• [Task objective]
Check each line of the entries below for the word "features", and copy out the ones that have it.

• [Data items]
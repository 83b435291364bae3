use axum::{
    http::StatusCode,
    response::{IntoResponse, Response},
    Json,
};
use serde_json::json;
use sqlx::Error as SqlxError;

/// Application error type for unified error handling across the app.
#[derive(Debug, thiserror::Error)]
pub enum AppError {
    /// No valid session where one is required (401). Not retried.
    #[error("authentication required")]
    Unauthenticated,

    /// Authenticated, but the role lacks the permission (403).
    #[error("permission denied")]
    Unauthorized,

    /// Entity missing or outside the caller's tenant (404).
    /// Callers never learn which of the two it was.
    #[error("not found")]
    NotFound,

    /// Datastore call failed or timed out (503). Safe to retry.
    #[error("backend unavailable")]
    BackendUnavailable,

    /// Malformed input, rejected before any external call (400).
    #[error("validation failed: {0}")]
    Validation(String),

    /// Authentication failures (400) - wrong credentials, duplicate account.
    /// Carries the provider-style message; see `features::auth::messages`.
    #[error("{0}")]
    Auth(String),

    /// Database errors (500)
    #[error("database error: {0}")]
    Database(#[from] SqlxError),

    /// Generic internal errors (500)
    #[error("internal error")]
    Internal,
}

impl AppError {
    pub fn status(&self) -> StatusCode {
        match self {
            AppError::Unauthenticated => StatusCode::UNAUTHORIZED,
            AppError::Unauthorized => StatusCode::FORBIDDEN,
            AppError::NotFound => StatusCode::NOT_FOUND,
            AppError::BackendUnavailable => StatusCode::SERVICE_UNAVAILABLE,
            AppError::Validation(_) | AppError::Auth(_) => StatusCode::BAD_REQUEST,
            AppError::Database(_) | AppError::Internal => StatusCode::INTERNAL_SERVER_ERROR,
        }
    }
}

impl IntoResponse for AppError {
    fn into_response(self) -> Response {
        let status = self.status();
        let message = match self {
            AppError::Validation(msg) | AppError::Auth(msg) => msg,
            AppError::Database(err) => {
                tracing::error!(%err, "database error");
                "Internal server error".to_string()
            }
            AppError::Internal => "Internal server error".to_string(),
            AppError::BackendUnavailable => {
                "Service temporarily unavailable, please retry".to_string()
            }
            AppError::Unauthenticated => "Authentication required".to_string(),
            AppError::Unauthorized => "Permission denied".to_string(),
            AppError::NotFound => "Not found".to_string(),
        };

        let body = Json(json!({
            "error": message
        }));

        (status, body).into_response()
    }
}
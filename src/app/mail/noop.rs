use async_trait::async_trait;

use super::{EmailError, EmailMessage, EmailSender};

/// Mailer used when no provider is configured. Drops every message.
#[derive(Debug)]
pub struct NoopMailer;

#[async_trait]
impl EmailSender for NoopMailer {
    async fn send(&self, message: &EmailMessage) -> Result<(), EmailError> {
        tracing::warn!(
            to = %message.to.as_str(),
            subject = %message.subject,
            "no mail provider configured, message dropped"
        );
        Ok(())
    }
}
use askama::Template;
use axum::{
    extract::{Path, Query, State},
    response::{IntoResponse, Redirect, Response},
    routing::{get, post},
    Form, Router,
};
use serde::Deserialize;
use validator::Validate;

use crate::app::{
    db::{self, stores::NewStore},
    domain::{Permission, StoreId},
    error::AppError,
    features::layout::{self, Flash},
    session::AuthenticatedSession,
    tenant::{self, TenantContext},
    views::{self, ViewKey},
    AppState,
};

pub struct StoreRow {
    pub id: String,
    pub name: String,
    pub address: String,
}

/// Stores body fragment.
#[derive(Template)]
#[template(path = "stores.html")]
pub struct StoresTemplate {
    pub stores: Vec<StoreRow>,
    pub can_create: bool,
    pub can_rename: bool,
    pub can_delete: bool,
}

#[derive(Debug, Deserialize, Validate)]
pub struct StoreForm {
    #[validate(length(min = 1, max = 100, message = "店舗名は1〜100文字で入力してください。"))]
    pub name: String,
    #[serde(default)]
    #[validate(length(max = 200, message = "住所は200文字以内で入力してください。"))]
    pub address: String,
}

impl StoreForm {
    /// Trimmed name and address, or the first validation message.
    fn cleaned(&self) -> Result<(String, String), String> {
        let trimmed = StoreForm {
            name: self.name.trim().to_string(),
            address: self.address.trim().to_string(),
        };
        trimmed.validate().map_err(|errors| layout::first_message(&errors))?;
        Ok((trimmed.name, trimmed.address))
    }
}

async fn render_body(state: &AppState, context: &TenantContext) -> Result<String, AppError> {
    let stores = db::stores::list_for_organization(&state.db, &context.organization_id).await?;
    let template = StoresTemplate {
        stores: stores
            .into_iter()
            .map(|s| StoreRow {
                id: s.id,
                name: s.name,
                address: s.address,
            })
            .collect(),
        can_create: context.can(Permission::CreateStore),
        can_rename: context.can(Permission::ManageStoreSettings),
        can_delete: context.can(Permission::DeleteStore),
    };
    layout::render(&template)
}

/// GET /dashboard/stores
pub async fn list(
    AuthenticatedSession(session): AuthenticatedSession,
    State(state): State<AppState>,
    Query(flash): Query<Flash>,
) -> Response {
    let context = match layout::page_context(&state, &session, Permission::ViewDashboard).await {
        Ok(context) => context,
        Err(response) => return response,
    };

    let key = ViewKey::new(views::STORES, context.organization_id.as_str(), context.role());
    let body = state
        .views
        .get_or_render(key, || render_body(&state, &context))
        .await
        .unwrap_or_else(|err| layout::degraded_body(views::STORES, &err));

    layout::render_page(&context, "店舗", flash, body).into_response()
}

/// POST /dashboard/stores
pub async fn create(
    AuthenticatedSession(session): AuthenticatedSession,
    State(state): State<AppState>,
    Form(form): Form<StoreForm>,
) -> Result<Redirect, AppError> {
    let (name, address) = match form.cleaned() {
        Ok(cleaned) => cleaned,
        Err(msg) => return Ok(layout::redirect_with_error(views::STORES, &msg)),
    };

    let context = tenant::authorize(&state, &session, Permission::CreateStore).await?;

    let store = NewStore {
        id: StoreId::new(),
        organization_id: context.organization_id.clone(),
        name,
        address,
    };
    db::stores::insert(&state.db, &store).await?;

    tracing::info!(organization_id = %context.organization_id, store_id = %store.id, "store created");
    state.views.revalidate_path(views::STORES);
    state.views.revalidate_path(views::DASHBOARD);
    // The shifts page offers a store picker.
    state.views.revalidate_path(views::SHIFTS);

    Ok(layout::redirect_with_success(views::STORES, "店舗を追加しました。"))
}

/// POST /dashboard/stores/{id}/rename
pub async fn rename(
    AuthenticatedSession(session): AuthenticatedSession,
    State(state): State<AppState>,
    Path(id): Path<String>,
    Form(form): Form<StoreForm>,
) -> Result<Redirect, AppError> {
    let (name, address) = match form.cleaned() {
        Ok(cleaned) => cleaned,
        Err(msg) => return Ok(layout::redirect_with_error(views::STORES, &msg)),
    };
    let store_id = StoreId::from_string(&id).map_err(|_| AppError::NotFound)?;

    let context = tenant::authorize(&state, &session, Permission::ManageStoreSettings).await?;

    let renamed =
        db::stores::rename_in_organization(&state.db, &context.organization_id, &store_id, &name, &address)
            .await?;
    if !renamed {
        return Err(AppError::NotFound);
    }

    tracing::info!(organization_id = %context.organization_id, %store_id, "store renamed");
    state.views.revalidate_path(views::STORES);
    state.views.revalidate_path(views::SHIFTS);
    state.views.revalidate_path(views::VISITS);
    Ok(layout::redirect_with_success(views::STORES, "店舗情報を更新しました。"))
}

/// POST /dashboard/stores/{id}/delete
pub async fn delete(
    AuthenticatedSession(session): AuthenticatedSession,
    State(state): State<AppState>,
    Path(id): Path<String>,
) -> Result<Redirect, AppError> {
    let store_id = StoreId::from_string(&id).map_err(|_| AppError::NotFound)?;

    let context = tenant::authorize(&state, &session, Permission::DeleteStore).await?;

    let deleted = db::stores::delete_in_organization(&state.db, &context.organization_id, &store_id).await?;
    if !deleted {
        return Err(AppError::NotFound);
    }

    tracing::info!(organization_id = %context.organization_id, %store_id, "store deleted");
    state.views.revalidate_path(views::STORES);
    state.views.revalidate_path(views::DASHBOARD);
    // Shifts of the store went with it; its visits lost their store.
    state.views.revalidate_path(views::SHIFTS);
    state.views.revalidate_path(views::VISITS);

    Ok(layout::redirect_with_success(views::STORES, "店舗を削除しました。"))
}

pub fn routes() -> Router<AppState> {
    Router::new()
        .route(views::STORES, get(list).post(create))
        .route("/dashboard/stores/{id}/rename", post(rename))
        .route("/dashboard/stores/{id}/delete", post(delete))
}

#[cfg(test)]
mod tests {
    use super::*;

    #[test]
    fn store_form_trims_and_validates() {
        let form = StoreForm {
            name: "  表参道店 ".to_string(),
            address: " 東京都港区 ".to_string(),
        };
        assert_eq!(
            form.cleaned().unwrap(),
            ("表参道店".to_string(), "東京都港区".to_string())
        );

        let blank = StoreForm {
            name: "   ".to_string(),
            address: String::new(),
        };
        assert_eq!(blank.cleaned().unwrap_err(), "店舗名は1〜100文字で入力してください。");
    }
}
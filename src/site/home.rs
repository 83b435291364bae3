use askama::Template;
use axum::{
    response::{Html, IntoResponse, Response},
    routing::get,
    Router,
};

use crate::app::{features::layout, AppState, APP_NAME};

/// The public landing page.
#[derive(Template)]
#[template(path = "site/home.html")]
pub struct HomeTemplate {
    pub app_name: &'static str,
}

/// GET /
pub async fn index() -> Response {
    match layout::render(&HomeTemplate { app_name: APP_NAME }) {
        Ok(html) => Html(html).into_response(),
        Err(err) => err.into_response(),
    }
}

/// Routes for the home feature slice.
pub fn routes() -> Router<AppState> {
    Router::new().route("/", get(index))
}
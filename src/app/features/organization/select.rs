use axum::{extract::State, response::Redirect, routing::post, Form, Router};
use axum_extra::extract::cookie::CookieJar;
use serde::Deserialize;

use crate::app::{
    domain::OrganizationId,
    error::AppError,
    session::{self, AuthenticatedSession},
    tenant, views, AppState,
};

#[derive(Debug, Deserialize)]
pub struct SelectOrganizationForm {
    pub organization_id: String,
}

/// POST /dashboard/organizations/select — Switch the active organization.
///
/// Membership is checked before the preference cookie is written; selecting an
/// organization the caller does not belong to is `NotFound`.
pub async fn submit(
    AuthenticatedSession(session): AuthenticatedSession,
    State(state): State<AppState>,
    jar: CookieJar,
    Form(form): Form<SelectOrganizationForm>,
) -> Result<(CookieJar, Redirect), AppError> {
    // Canonical form, so the cookie compares equal to stored ids.
    let organization_id = OrganizationId::from_string(&form.organization_id)
        .map_err(|_| AppError::NotFound)?
        .as_str();
    let role = tenant::require_org_member(&state, &session.user_id, &organization_id).await?;

    tracing::debug!(user_id = %session.user_id, %organization_id, %role, "active organization selected");
    state.views.revalidate_path(views::DASHBOARD);

    Ok((
        jar.add(session::active_organization_cookie(organization_id)),
        Redirect::to(views::DASHBOARD),
    ))
}

pub fn routes() -> Router<AppState> {
    Router::new().route("/dashboard/organizations/select", post(submit))
}
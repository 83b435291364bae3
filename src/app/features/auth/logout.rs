use axum::{extract::State, response::Redirect, routing::post, Router};
use axum_extra::extract::cookie::CookieJar;

use crate::app::{db, error::AppError, session, AppState};

/// POST /logout — Delete the session and forget the active organization.
pub async fn submit(
    State(state): State<AppState>,
    jar: CookieJar,
) -> Result<(CookieJar, Redirect), AppError> {
    if let Some(cookie) = jar.get(session::SESSION_COOKIE) {
        db::sessions::delete(&state.db, cookie.value()).await?;
    }

    let jar = jar
        .add(session::clear_session_cookie())
        .add(session::clear_active_organization_cookie());

    Ok((jar, Redirect::to("/")))
}

/// Logout routes.
pub fn routes() -> Router<AppState> {
    Router::new().route("/logout", post(submit))
}
use askama::Template;
use axum::{
    extract::{Query, State},
    response::{Html, IntoResponse, Redirect, Response},
    routing::{get, post},
    Form, Router,
};
use axum_extra::extract::cookie::CookieJar;
use serde::Deserialize;
use validator::Validate;

use crate::app::{
    config::Config,
    db,
    domain::{Email, UserId},
    error::AppError,
    features::layout::{self, Flash},
    mail::{self, EmailMessage},
    session::{self, AuthenticatedSession},
    views, AppState, APP_NAME,
};

use super::service;

pub const NEW_PATH: &str = "/dashboard/organizations/new";

/// Create-organization page. Also shown at `/dashboard` to users without an organization.
#[derive(Template)]
#[template(path = "organization_new.html")]
pub struct OrganizationNewTemplate {
    pub app_name: &'static str,
    pub first_organization: bool,
    pub error: String,
    pub success: String,
}

impl OrganizationNewTemplate {
    pub fn new(first_organization: bool, flash: Flash) -> Self {
        Self {
            app_name: APP_NAME,
            first_organization,
            error: flash.error.unwrap_or_default(),
            success: flash.success.unwrap_or_default(),
        }
    }
}

#[derive(Debug, Deserialize, Validate)]
pub struct CreateOrganizationForm {
    #[validate(length(min = 1, max = 400))]
    pub name: String,
}

/// GET /dashboard/organizations/new
pub async fn show(
    AuthenticatedSession(_session): AuthenticatedSession,
    Query(flash): Query<Flash>,
) -> Response {
    match layout::render(&OrganizationNewTemplate::new(false, flash)) {
        Ok(html) => Html(html).into_response(),
        Err(err) => err.into_response(),
    }
}

/// POST /dashboard/organizations — Create an organization owned by the caller
/// and make it the active one.
pub async fn submit(
    AuthenticatedSession(session): AuthenticatedSession,
    State(state): State<AppState>,
    jar: CookieJar,
    Form(form): Form<CreateOrganizationForm>,
) -> Result<Response, AppError> {
    if form.validate().is_err() || form.name.trim().is_empty() {
        return Ok(layout::redirect_with_error(NEW_PATH, "組織名を入力してください。").into_response());
    }

    let organization = match service::create_organization(&state.db, Some(&session.user_id), &form.name).await {
        Ok(organization) => organization,
        Err(AppError::Validation(msg)) => {
            tracing::debug!(user_id = %session.user_id, %msg, "organization name rejected");
            return Ok(
                layout::redirect_with_error(NEW_PATH, "組織名は100文字以内で入力してください。").into_response(),
            );
        }
        Err(err) => return Err(err),
    };

    state.views.revalidate_path(views::DASHBOARD);
    tokio::spawn(send_welcome_email(
        state.clone(),
        session.user_id.clone(),
        organization.name.clone(),
    ));

    let jar = jar.add(session::active_organization_cookie(organization.id.clone()));
    Ok((
        jar,
        layout::redirect_with_success(views::DASHBOARD, "組織を作成しました。"),
    )
        .into_response())
}

/// Body of the welcome mail sent to an organization's creator.
#[derive(Template)]
#[template(path = "welcome_email.html")]
pub struct WelcomeEmailTemplate<'a> {
    pub app_name: &'static str,
    pub organization_name: &'a str,
    pub dashboard_url: String,
}

pub fn welcome_email(config: &Config, to: Email, organization_name: &str) -> Result<EmailMessage, AppError> {
    let body = layout::render(&WelcomeEmailTemplate {
        app_name: APP_NAME,
        organization_name,
        dashboard_url: format!("{}{}", config.app_url_base(), views::DASHBOARD),
    })?;
    Ok(EmailMessage::new(
        to,
        format!("{APP_NAME}: 組織「{organization_name}」を作成しました"),
        body,
        config.mail_from.clone(),
    ))
}

/// Welcome mail to the creator. Failures are logged only.
async fn send_welcome_email(state: AppState, user_id: UserId, organization_name: String) {
    let user = match db::users::find_by_id(&state.db, &user_id).await {
        Ok(Some(user)) => user,
        Ok(None) => return,
        Err(err) => {
            tracing::warn!(%user_id, %err, "could not load user for welcome email");
            return;
        }
    };
    let Ok(to) = Email::new(user.email) else {
        return;
    };

    match welcome_email(&state.config, to, &organization_name) {
        Ok(message) => {
            mail::send_best_effort(state.mail.as_ref(), &message).await;
        }
        Err(err) => tracing::warn!(%user_id, %err, "welcome email not rendered"),
    }
}

pub fn routes() -> Router<AppState> {
    Router::new()
        .route(NEW_PATH, get(show))
        .route("/dashboard/organizations", post(submit))
}

#[cfg(test)]
mod tests {
    use super::*;

    #[test]
    fn welcome_email_escapes_organization_name() {
        let to = Email::new("owner@example.com".to_string()).unwrap();
        let message = welcome_email(&Config::for_tests(), to, "<b>Tom's & Co</b>").unwrap();

        assert!(!message.html_body.contains("<b>"), "got: {}", message.html_body);
        assert!(message.html_body.contains("&lt;b&gt;"));
        assert!(!message.html_body.contains("Tom's"));
        assert!(message.html_body.contains("localhost:3000"));
        assert_eq!(message.subject, "SalonBook: 組織「<b>Tom's & Co</b>」を作成しました");
    }
}
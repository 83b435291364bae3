use async_trait::async_trait;
use lettre::{
    message::{header::ContentType, Mailbox, Message},
    transport::smtp::authentication::Credentials,
    AsyncSmtpTransport, Tokio1Executor,
};

use super::{EmailError, EmailMessage, EmailSender};

/// Upper bound on one SMTP conversation.
const SMTP_TIMEOUT: std::time::Duration = std::time::Duration::from_secs(10);

/// SMTP email sender. Messages go out as HTML.
#[derive(Debug)]
pub struct SmtpMailer {
    transport: AsyncSmtpTransport<Tokio1Executor>,
    from: String,
}

impl SmtpMailer {
    /// Create a new SMTP mailer. Credentials are used only when both are present.
    pub fn new(
        host: String,
        port: u16,
        user: Option<String>,
        pass: Option<String>,
        from: String,
    ) -> Result<Self, EmailError> {
        let mut transport = AsyncSmtpTransport::<Tokio1Executor>::builder_dangerous(&host)
            .port(port)
            .timeout(Some(SMTP_TIMEOUT));

        if let (Some(user), Some(pass)) = (user, pass) {
            transport = transport.credentials(Credentials::new(user, pass));
        }

        Ok(Self {
            transport: transport.build(),
            from,
        })
    }
}

#[async_trait]
impl EmailSender for SmtpMailer {
    async fn send(&self, message: &EmailMessage) -> Result<(), EmailError> {
        let sender = if message.from.is_empty() { &self.from } else { &message.from };
        let from: Mailbox = sender.parse()
            .map_err(|e| EmailError::Config(format!("Invalid from address '{}': {}", sender, e)))?;

        let to: Mailbox = message.to.as_str().parse()
            .map_err(|e| EmailError::Config(format!("Invalid to address '{}': {}", message.to.as_str(), e)))?;

        let email = Message::builder()
            .from(from)
            .to(to)
            .subject(&message.subject)
            .header(ContentType::TEXT_HTML)
            .body(message.html_body.clone())
            .map_err(|e| EmailError::Send(format!("Failed to build email message: {}", e)))?;

        lettre::AsyncTransport::send(&self.transport, email).await
            .map(|_| ())
            .map_err(|e| EmailError::Smtp(format!("SMTP send failed: {}", e)))?;

        Ok(())
    }
}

• [Result of this task]
    /// Carries the provider-style message; see `features::auth::messages`.
    features::layout::{self, Flash},
use crate::app::{features::layout, AppState, APP_NAME};
filename src/app/features/organization/select.rs
filename src/app/features/auth/logout.rs
    features::layout::{self, Flash},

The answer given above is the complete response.